The Long-nosed potoroo is an ecosystem engineer, improving the health of the forest by dispersing a host of beneficial fungi spores as they forage and move around. These fungi, which form a major part of their diet, assist eucalypt and acacia trees absorb more water and nutrients and are essential for seedling survival. The Long-nosed potoroo also plays a key role in reducing the chance of fires by grazing undergrowth and turning over leaf litter.

Video Long-Nosed Potoroo Rat Kangaroo Family

Long-nosed Potoroo Rat Kangaroo Habitat and ecology

Inhabits coastal heaths and dry and wet sclerophyll forests. Dense understorey with occasional open areas is an essential part of the habitat and may consist of grass-trees, sedges, ferns or heath, or of low shrubs of tea-trees or melaleucas. Sandy loam soil is also a common feature.

The fruit-bodies of hypogeous (underground-fruiting) fungi are a large component of the diet of the Long-nosed Potoroo. They also eat roots, tubers, insects and their larvae and other soft-bodied animals in the soil.
Often digs small holes in the ground in a similar way to bandicoots.
Mainly nocturnal, hiding by day in dense vegetation – however, during the winter months animals may forage during daylight hours.
Individuals are mainly solitary, non-territorial and have home range sizes ranging between 2-5 hectares.
Breeding peaks typically occur in late winter to early summer and a single young is born per litter. Adults are capable of two reproductive bouts per annum.

Long-nosed Potoroo Rat Kangaroo Diet

Throughout the year, the foraging patterns of Long-nosed Potoroos are dynamic, meaning they exploit a range of locations throughout their range for food resources that change throughout the year. So a Potoroo’s diet will change seasonally, ranging from fungi and seeds throughout Autumn and Winter through to invertebrates and fruit during Spring and Summer.

Much of the food consumed by the Long-nosed Potoroo is obtained underground, so these creatures are well adapted to digging shallow excavations in the litter and soil using their long, well-developed claws. Potoroos eat many types of food such as bulbs, tubers, roots, fruit and invertebrates, but it is fungi that they favour most of all.

The Long-nosed Potoroo’s highly developed sense of smell makes them incredibly good at detecting and unearthing a range of fungi species for consumption.
Importantly, many species of fungi consumed by Potoroo’s, lack active mechanisms for spore dispersal and the fungi are therefore dependent upon animals to spread their spores.

The fungi consumed by potoroos are thought to form beneficial mycorrhizae on trees particularly Eucalyptus and shrubs, so it is very likely that the Long-nosed Potoroo plays a critical role in the dispersal and colonisation of environmentally important fungi throughout its range.

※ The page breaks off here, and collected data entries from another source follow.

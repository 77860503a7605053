//! The composition root: wires every memcortex-server collaborator
//! together into one [`Dispatcher`] plus the pieces a transport needs
//! around it (auth, rate limiting, management reporting).

use std::sync::Arc;

use memcortex_server::config::{AiProvider, ServerConfig};
use memcortex_server::dispatcher::list_changed_notification;
use memcortex_server::middleware::auth::{AuthConfig, AuthMiddleware};
use memcortex_server::middleware::rate_limit::{RateLimitConfig, RateLimiterRegistry};
use memcortex_server::{
    AnalyticsEngine, AnalyzeToolHandler, Dispatcher, HeuristicPatternDetector, InMemoryVectorStore,
    MockLlmClient, RequestScheduler, ServerManagementApi, ToolHandler, memory_tools,
};
use memcortex_transport::websocket::MemoryEvent;
use memcortex_transport::ConnectionPool;

/// Everything a transport (stdio, HTTP, or the WebSocket listener) needs
/// to serve requests.
pub struct Server {
    pub dispatcher: Arc<Dispatcher>,
    /// Fronts every live `dispatcher.dispatch` call with the strategy
    /// `config.scheduler_strategy` selected.
    pub scheduler: Arc<RequestScheduler>,
    pub auth: Arc<AuthMiddleware>,
    pub rate_limiter: Arc<RateLimiterRegistry>,
    pub management: Arc<ServerManagementApi>,
    pub analytics: Arc<AnalyticsEngine>,
    /// Live WebSocket clients, shared between the raw TCP listener
    /// (`ws_listener`) and the `/ws/*` management endpoints in `http.rs`.
    pub connection_pool: Arc<ConnectionPool>,
    /// Per-endpoint counters, fed by every transport as it dispatches a
    /// request.
    pub metrics: Arc<memcortex_server::MetricsRegistry>,
}

/// Register `handler` under `name` and broadcast a `list_changed`
/// notification to connected WebSocket clients if this replaced an
/// existing registration.
fn register_tool_and_notify(
    dispatcher: &Dispatcher,
    connection_pool: &ConnectionPool,
    name: impl Into<String>,
    handler: Arc<dyn ToolHandler>,
) {
    if dispatcher.register_tool(name, handler) {
        notify_list_changed(connection_pool, "tools");
    }
}

fn notify_list_changed(connection_pool: &ConnectionPool, kind: &str) {
    let notification = list_changed_notification(kind);
    let event = MemoryEvent {
        event_type: notification.method,
        action: None,
        chunk_id: None,
        repository: None,
        session_id: None,
        data: notification.params,
        timestamp: None,
    };
    connection_pool.broadcast(&event);
}

/// Build the default server: in-memory storage, the heuristic pattern
/// detector, and a mock LLM client standing in for the out-of-scope
/// real provider integration (`config.ai_provider` only selects which
/// provider *would* be dialed; wiring a real one is left to deployments
/// that need it).
pub fn build(config: &ServerConfig) -> Server {
    if !matches!(config.ai_provider.provider, AiProvider::Mock) {
        tracing::info!(
            provider = ?config.ai_provider.provider,
            "AI provider selected but not wired; falling back to the mock LLM client"
        );
    }

    let storage = Arc::new(InMemoryVectorStore::default());
    let analytics = AnalyticsEngine::new(storage.clone(), config.analytics_flush_interval);
    let pattern_detector: Arc<HeuristicPatternDetector> = Arc::new(HeuristicPatternDetector);
    let llm = Arc::new(MockLlmClient::default());

    let connection_pool = Arc::new(ConnectionPool::new(config.websocket.max_connections));

    let dispatcher = Arc::new(Dispatcher::new("memcortex", env!("CARGO_PKG_VERSION")));
    for (name, handler) in memory_tools(storage.clone(), analytics.clone()) {
        register_tool_and_notify(&dispatcher, &connection_pool, name, handler);
    }
    for handler in AnalyzeToolHandler::all(storage, analytics.clone(), pattern_detector, llm) {
        let name = handler.definition().name;
        register_tool_and_notify(&dispatcher, &connection_pool, name, handler);
    }

    let scheduler = Arc::new(RequestScheduler::new(config.scheduler_strategy));

    let auth = Arc::new(AuthMiddleware::new(AuthConfig {
        require_auth: config.auth.required,
        ..AuthConfig::default()
    }));

    let rate_limiter = RateLimiterRegistry::new(RateLimitConfig {
        default_rate: config.rate_limit.requests_per_second as f64,
        default_burst: config.rate_limit.burst as f64,
        ttl: config.rate_limit.bucket_ttl,
        ..RateLimitConfig::default()
    });

    let metrics = Arc::new(memcortex_server::MetricsRegistry::new(
        config.websocket.max_connections,
        64,
    ));
    let management = Arc::new(ServerManagementApi::new(
        "memcortex",
        env!("CARGO_PKG_VERSION"),
        analytics.clone(),
        rate_limiter.clone(),
        metrics.clone(),
    ));

    analytics.spawn_flush_loop();
    rate_limiter.spawn_sweeper();

    Server {
        dispatcher,
        scheduler,
        auth,
        rate_limiter,
        management,
        analytics,
        connection_pool,
        metrics,
    }
}
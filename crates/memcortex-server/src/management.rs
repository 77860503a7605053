//! Management surface: status and metrics payloads exposed over HTTP.
//!
//! The actual router (axum routes, auth extraction, listener binding) lives
//! in the `memcortex-cli` crate — this module only owns the shapes and the
//! trait a composition root implements to answer them, so the payloads stay
//! testable without standing up a transport.

use std::collections::HashMap;
use std::sync::Arc;
use std::time::Instant;

use async_trait::async_trait;
use serde::Serialize;

use memcortex_protocol::{MCP_PROTOCOL_VERSION, MemoryResult};

use crate::analytics::AnalyticsEngine;
use crate::metrics::MetricsRegistry;
use crate::middleware::rate_limit::RateLimiterRegistry;

/// Server health, as reported by `GET /status`.
#[derive(Debug, Clone, Serialize)]
pub struct StatusReport {
    pub protocol_version: String,
    pub server_name: String,
    pub server_version: String,
    pub uptime_secs: u64,
    pub active_rate_limit_buckets: usize,
    pub pending_analytics_writes: usize,
}

/// Endpoint latency/throughput snapshot, as reported by `GET /metrics`.
#[derive(Debug, Clone, Serialize)]
pub struct MetricsReport {
    pub endpoints: HashMap<String, crate::metrics::EndpointSnapshot>,
}

/// What a composition root must supply to answer management requests.
#[async_trait]
pub trait ManagementApi: Send + Sync {
    async fn status(&self) -> MemoryResult<StatusReport>;
    async fn metrics(&self) -> MemoryResult<MetricsReport>;
}

/// The default [`ManagementApi`], built from the same collaborators the
/// dispatcher and tool handlers share.
pub struct ServerManagementApi {
    server_name: String,
    server_version: String,
    started_at: Instant,
    analytics: Arc<AnalyticsEngine>,
    rate_limiter: Arc<RateLimiterRegistry>,
    metrics: Arc<MetricsRegistry>,
}

impl ServerManagementApi {
    pub fn new(
        server_name: impl Into<String>,
        server_version: impl Into<String>,
        analytics: Arc<AnalyticsEngine>,
        rate_limiter: Arc<RateLimiterRegistry>,
        metrics: Arc<MetricsRegistry>,
    ) -> Self {
        Self {
            server_name: server_name.into(),
            server_version: server_version.into(),
            started_at: Instant::now(),
            analytics,
            rate_limiter,
            metrics,
        }
    }
}

#[async_trait]
impl ManagementApi for ServerManagementApi {
    async fn status(&self) -> MemoryResult<StatusReport> {
        Ok(StatusReport {
            protocol_version: MCP_PROTOCOL_VERSION.to_string(),
            server_name: self.server_name.clone(),
            server_version: self.server_version.clone(),
            uptime_secs: self.started_at.elapsed().as_secs(),
            active_rate_limit_buckets: self.rate_limiter.len(),
            pending_analytics_writes: self.analytics.pending_len(),
        })
    }

    async fn metrics(&self) -> MemoryResult<MetricsReport> {
        Ok(MetricsReport {
            endpoints: self.metrics.snapshot_all(),
        })
    }
}

#[cfg(test)]
mod tests {
    use super::*;
    use crate::middleware::rate_limit::RateLimitConfig;
    use crate::storage::InMemoryVectorStore;

    fn api() -> ServerManagementApi {
        let storage = Arc::new(InMemoryVectorStore::default());
        let analytics = AnalyticsEngine::new(storage, std::time::Duration::from_secs(30));
        let rate_limiter = RateLimiterRegistry::new(RateLimitConfig::default());
        let metrics = Arc::new(MetricsRegistry::new(100, 32));
        ServerManagementApi::new("memcortex", "0.1.0", analytics, rate_limiter, metrics)
    }

    #[tokio::test]
    async fn status_reports_the_negotiated_protocol_version() {
        let report = api().status().await.unwrap();
        assert_eq!(report.protocol_version, MCP_PROTOCOL_VERSION);
        assert_eq!(report.server_name, "memcortex");
    }

    #[tokio::test]
    async fn metrics_starts_empty() {
        let report = api().metrics().await.unwrap();
        assert!(report.endpoints.is_empty());
    }
}
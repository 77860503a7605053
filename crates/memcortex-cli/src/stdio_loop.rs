//! Runs the dispatcher over stdin/stdout as a single MCP connection,
//! the transport used when memcortex is launched as a local subprocess.

use std::sync::Arc;
use std::time::Instant;

use memcortex_protocol::{JsonRpcMessage, JsonRpcResponse};
use memcortex_server::McpSession;
use memcortex_transport::{StdioReader, StdioWriter};
use tracing::{error, info};

use crate::composition::Server;

pub async fn run(server: &Server) -> anyhow::Result<()> {
    let mut reader = StdioReader::new(tokio::io::stdin());
    let mut writer = StdioWriter::new(tokio::io::stdout());
    let session = Arc::new(McpSession::new());

    info!("serving MCP over stdio");
    loop {
        let message = match reader.next_message().await {
            Ok(Some(message)) => message,
            Ok(None) => break,
            Err(error) => {
                writer.send(&JsonRpcResponse::parse_error(Some(error.to_string()))).await?;
                continue;
            }
        };

        match message {
            JsonRpcMessage::Request(request) => {
                let started = Instant::now();
                let method = request.method.clone();
                let request_id = request.id.clone();
                let request_bytes = serde_json::to_vec(&request).map(|bytes| bytes.len()).unwrap_or(0);

                let outcome = server
                    .scheduler
                    .schedule(server.dispatcher.clone(), session.clone(), request)
                    .await;
                match outcome {
                    Ok(outcome) => {
                        for notification in outcome.notifications {
                            writer.send(&notification).await?;
                        }
                        if let Some(response) = outcome.response {
                            let response_bytes = serde_json::to_vec(&response).map(|bytes| bytes.len()).unwrap_or(0);
                            server
                                .metrics
                                .record(&method, started.elapsed(), request_bytes, response_bytes, response.is_error());
                            writer.send(&response).await?;
                        }
                    }
                    Err(error) => {
                        let response = JsonRpcResponse::error_response(error.into(), request_id);
                        let response_bytes = serde_json::to_vec(&response).map(|bytes| bytes.len()).unwrap_or(0);
                        server
                            .metrics
                            .record(&method, started.elapsed(), request_bytes, response_bytes, response.is_error());
                        writer.send(&response).await?;
                    }
                }
            }
            JsonRpcMessage::Notification(notification) => {
                server.dispatcher.dispatch_notification(&session, notification);
            }
            JsonRpcMessage::Response(_) => {
                error!("received a response on the server side of a stdio connection, ignoring");
            }
        }
    }

    session.close();
    Ok(())
}
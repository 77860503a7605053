//! The `ConversationChunk` data model: the stored unit ingested from
//! conversational and project artifacts.

use std::collections::BTreeMap;

use chrono::{DateTime, Utc};
use serde::{Deserialize, Serialize};

use crate::value::Value;

/// The kind of a stored chunk.
#[derive(Debug, Clone, Copy, PartialEq, Eq, Hash, Serialize, Deserialize)]
#[serde(rename_all = "snake_case")]
pub enum ChunkType {
    /// A solution to a problem.
    Solution,
    /// A described problem.
    Problem,
    /// A task definition.
    Task,
    /// An update to an existing task.
    TaskUpdate,
    /// A progress report on a task.
    TaskProgress,
    /// A recorded architecture decision.
    ArchitectureDecision,
    /// A code change description.
    CodeChange,
    /// An analysis artifact.
    Analysis,
    /// A verification artifact.
    Verification,
    /// General discussion.
    Discussion,
    /// A summary of a session.
    SessionSummary,
    /// A question.
    Question,
}

impl ChunkType {
    /// All chunk type variants, for exhaustive iteration in scoring and tests.
    pub const ALL: &'static [ChunkType] = &[
        ChunkType::Solution,
        ChunkType::Problem,
        ChunkType::Task,
        ChunkType::TaskUpdate,
        ChunkType::TaskProgress,
        ChunkType::ArchitectureDecision,
        ChunkType::CodeChange,
        ChunkType::Analysis,
        ChunkType::Verification,
        ChunkType::Discussion,
        ChunkType::SessionSummary,
        ChunkType::Question,
    ];
}

/// Status of a task-typed chunk.
#[derive(Debug, Clone, Copy, PartialEq, Eq, Hash, Serialize, Deserialize)]
#[serde(rename_all = "snake_case")]
pub enum TaskStatus {
    /// Not yet started.
    Todo,
    /// Currently being worked.
    InProgress,
    /// Finished.
    Completed,
    /// Abandoned without completion.
    Cancelled,
    /// Blocked on something external.
    Blocked,
}

/// Priority of a task-typed chunk.
#[derive(Debug, Clone, Copy, PartialEq, Eq, PartialOrd, Ord, Hash, Serialize, Deserialize)]
#[serde(rename_all = "snake_case")]
pub enum TaskPriority {
    /// Low priority.
    Low,
    /// Normal priority.
    Medium,
    /// High priority.
    High,
    /// Must be done immediately.
    Critical,
}

/// Well-known metadata keys read and written by the analytics engine.
/// Anything outside this set still round-trips through the opaque map.
pub mod keys {
    /// Non-decreasing access counter.
    pub const ACCESS_COUNT: &str = "access_count";
    /// RFC 3339 timestamp of the most recent access.
    pub const LAST_ACCESSED: &str = "last_accessed";
    /// Fraction of uses judged successful, in `[0, 1]`.
    pub const SUCCESS_RATE: &str = "success_rate";
    /// Cached effectiveness score, in `[0, 1]`.
    pub const EFFECTIVENESS_SCORE: &str = "effectiveness_score";
    /// Whether the chunk has been marked obsolete.
    pub const IS_OBSOLETE: &str = "is_obsolete";
    /// RFC 3339 timestamp of when the chunk was archived.
    pub const ARCHIVED_AT: &str = "archived_at";
    /// Human-readable reason the chunk was marked obsolete.
    pub const OBSOLETE_REASON: &str = "obsolete_reason";
    /// Task status, for `Task`-typed chunks.
    pub const TASK_STATUS: &str = "task_status";
    /// Task priority, for `Task`-typed chunks.
    pub const TASK_PRIORITY: &str = "task_priority";
    /// Task completion percentage, `0..=100`.
    pub const TASK_PROGRESS: &str = "task_progress";
}

/// Opaque, extensible metadata attached to a chunk. The wire shape is a
/// string-keyed map of untyped values; this type adds type-safe
/// accessors for the handful of keys the analytics engine understands.
#[derive(Debug, Clone, Default, PartialEq, Serialize, Deserialize)]
#[serde(transparent)]
pub struct ExtendedMetadata(pub BTreeMap<String, Value>);

impl ExtendedMetadata {
    /// An empty metadata map.
    pub fn new() -> Self {
        Self::default()
    }

    /// Whether the map has no entries at all (distinct from `is_obsolete`
    /// or any other single field being absent).
    pub fn is_empty(&self) -> bool {
        self.0.is_empty()
    }

    /// Insert or replace a value.
    pub fn set(&mut self, key: &str, value: impl Into<Value>) {
        self.0.insert(key.to_string(), value.into());
    }

    /// Remove a value.
    pub fn remove(&mut self, key: &str) {
        self.0.remove(key);
    }

    fn get(&self, key: &str) -> Option<&Value> {
        self.0.get(key)
    }

    /// The `access_count` field, if present.
    pub fn access_count(&self) -> Option<i64> {
        self.get(keys::ACCESS_COUNT).and_then(Value::as_i64)
    }

    /// The `last_accessed` field, if present.
    pub fn last_accessed(&self) -> Option<DateTime<Utc>> {
        self.get(keys::LAST_ACCESSED).and_then(Value::as_timestamp)
    }

    /// The `success_rate` field, if present.
    pub fn success_rate(&self) -> Option<f64> {
        self.get(keys::SUCCESS_RATE).and_then(Value::as_f64)
    }

    /// The `effectiveness_score` field, if present.
    pub fn effectiveness_score(&self) -> Option<f64> {
        self.get(keys::EFFECTIVENESS_SCORE).and_then(Value::as_f64)
    }

    /// Whether the chunk is marked obsolete. Absent means `false`.
    pub fn is_obsolete(&self) -> bool {
        self.get(keys::IS_OBSOLETE)
            .and_then(Value::as_bool)
            .unwrap_or(false)
    }

    /// The `task_status` field, parsed from its wire string form.
    pub fn task_status(&self) -> Option<TaskStatus> {
        self.get(keys::TASK_STATUS)
            .and_then(Value::as_str)
            .and_then(|s| serde_json::from_value(serde_json::Value::String(s.to_string())).ok())
    }

    /// The `task_priority` field, parsed from its wire string form.
    pub fn task_priority(&self) -> Option<TaskPriority> {
        self.get(keys::TASK_PRIORITY)
            .and_then(Value::as_str)
            .and_then(|s| serde_json::from_value(serde_json::Value::String(s.to_string())).ok())
    }

    /// The `task_progress` field, if present.
    pub fn task_progress(&self) -> Option<i64> {
        self.get(keys::TASK_PROGRESS).and_then(Value::as_i64)
    }
}

/// A stored unit of conversational or project memory.
#[derive(Debug, Clone, Serialize, Deserialize)]
pub struct ConversationChunk {
    /// Stable identifier, unique within the storage backend.
    pub id: String,
    /// Logical project partition this chunk belongs to.
    pub repository: String,
    /// Session this chunk was produced within.
    pub session_id: String,
    /// Kind of chunk.
    #[serde(rename = "type")]
    pub chunk_type: ChunkType,
    /// When the chunk was created.
    pub timestamp: DateTime<Utc>,
    /// Free-form tags.
    #[serde(default)]
    pub tags: Vec<String>,
    /// Opaque text payload.
    pub content: String,
    /// Analytics and task bookkeeping.
    #[serde(default)]
    pub metadata: ExtendedMetadata,
}

impl ConversationChunk {
    /// Whether this chunk has been marked obsolete and should be
    /// excluded from top-N ranking.
    pub fn is_obsolete(&self) -> bool {
        self.metadata.is_obsolete()
    }
}

#[cfg(test)]
mod tests {
    use super::*;

    #[test]
    fn metadata_round_trips_through_json() {
        let mut metadata = ExtendedMetadata::new();
        metadata.set(keys::ACCESS_COUNT, 5i64);
        metadata.set(keys::SUCCESS_RATE, 0.9f64);
        metadata.set(keys::IS_OBSOLETE, false);

        let json = serde_json::to_string(&metadata).unwrap();
        let decoded: ExtendedMetadata = serde_json::from_str(&json).unwrap();
        assert_eq!(decoded.access_count(), Some(5));
        assert_eq!(decoded.success_rate(), Some(0.9));
        assert!(!decoded.is_obsolete());
    }

    #[test]
    fn chunk_serializes_type_field_as_snake_case() {
        let chunk = ConversationChunk {
            id: "c1".into(),
            repository: "repo".into(),
            session_id: "s1".into(),
            chunk_type: ChunkType::ArchitectureDecision,
            timestamp: Utc::now(),
            tags: vec![],
            content: "decided to use postgres".into(),
            metadata: ExtendedMetadata::new(),
        };
        let json = serde_json::to_value(&chunk).unwrap();
        assert_eq!(json["type"], "architecture_decision");
    }

    #[test]
    fn absent_is_obsolete_defaults_false() {
        let metadata = ExtendedMetadata::new();
        assert!(!metadata.is_obsolete());
    }
}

Long-nosed Potoroo Rat Kangaroo Threats and predators

Considering the preference of Long-nosed Potoroo’s for dense ground cover for shelter and more open areas for foraging, the protection of habitats with varying vegetation structure and diversity will be critical for the continued survival of this species.

The historical habitat range of the Long-nosed Potoroo has declined greatly over the last 200 years since European settlement as a result of habitat loss fragmentation for agriculture and human settlement, altered fire regimes and overgrazing by stock.

In addition, Long-nosed Potoroo’s are predated upon by a wide variety of animals both native such as Tiger Quolls, Owls, Raptors, Dingoes and introduced Foxes and Cats.

Unfortunately, there is evidence that suggests the efficient hunting skills of the fox are not impeded by the dense understory vegetation that potoroos rely upon for shelter.

If effective fox control measures are in place it appears that the abundance of Long-nosed potoroos can rebound.

However, it is likely that cat control must also be in place to give these animals the best chance of continued survival because when foxes alone are removed cat numbers increase in the absence of their competitors.

Altogether, predation by introduced predators, habitat loss modification and inappropriate fire regimes are believed to be major contributors to the decline of Long-nosed Potoroos.